*** AVAILABLE DATA ***

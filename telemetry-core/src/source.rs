//! Frame sources
//!
//! The producer loop pulls frames through [`FrameSource`] so the bus socket can
//! be swapped for a canned sequence in tests and replays.

use std::collections::VecDeque;
use std::io;

use crate::types::CanFrame;

/// Something that yields CAN frames one at a time
pub trait FrameSource {
    /// Wait for the next frame
    ///
    /// `Ok(None)` means no frame arrived within the source's read timeout; the
    /// caller should check its control flags and call again.
    fn read_frame(&mut self) -> io::Result<Option<CanFrame>>;

    /// Human-readable name of the source for logs
    fn describe(&self) -> String;
}

/// Source that plays back a fixed list of frames, then reports end of stream
pub struct ReplaySource {
    frames: VecDeque<CanFrame>,
}

impl ReplaySource {
    pub fn new(frames: impl IntoIterator<Item = CanFrame>) -> Self {
        Self {
            frames: frames.into_iter().collect(),
        }
    }

    /// Frames not yet read
    pub fn remaining(&self) -> usize {
        self.frames.len()
    }
}

impl FrameSource for ReplaySource {
    fn read_frame(&mut self) -> io::Result<Option<CanFrame>> {
        match self.frames.pop_front() {
            Some(frame) => Ok(Some(frame)),
            None => Err(io::Error::new(io::ErrorKind::UnexpectedEof, "replay finished")),
        }
    }

    fn describe(&self) -> String {
        format!("replay ({} frames left)", self.frames.len())
    }
}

*** End of AVAILABLE DATA ***

## [WHAT YOU WILL DO]
Wherever the string "Result" shows up in a line above, tally that line, and answer with the final number alone.

## [WRITTEN RESPONSE]
2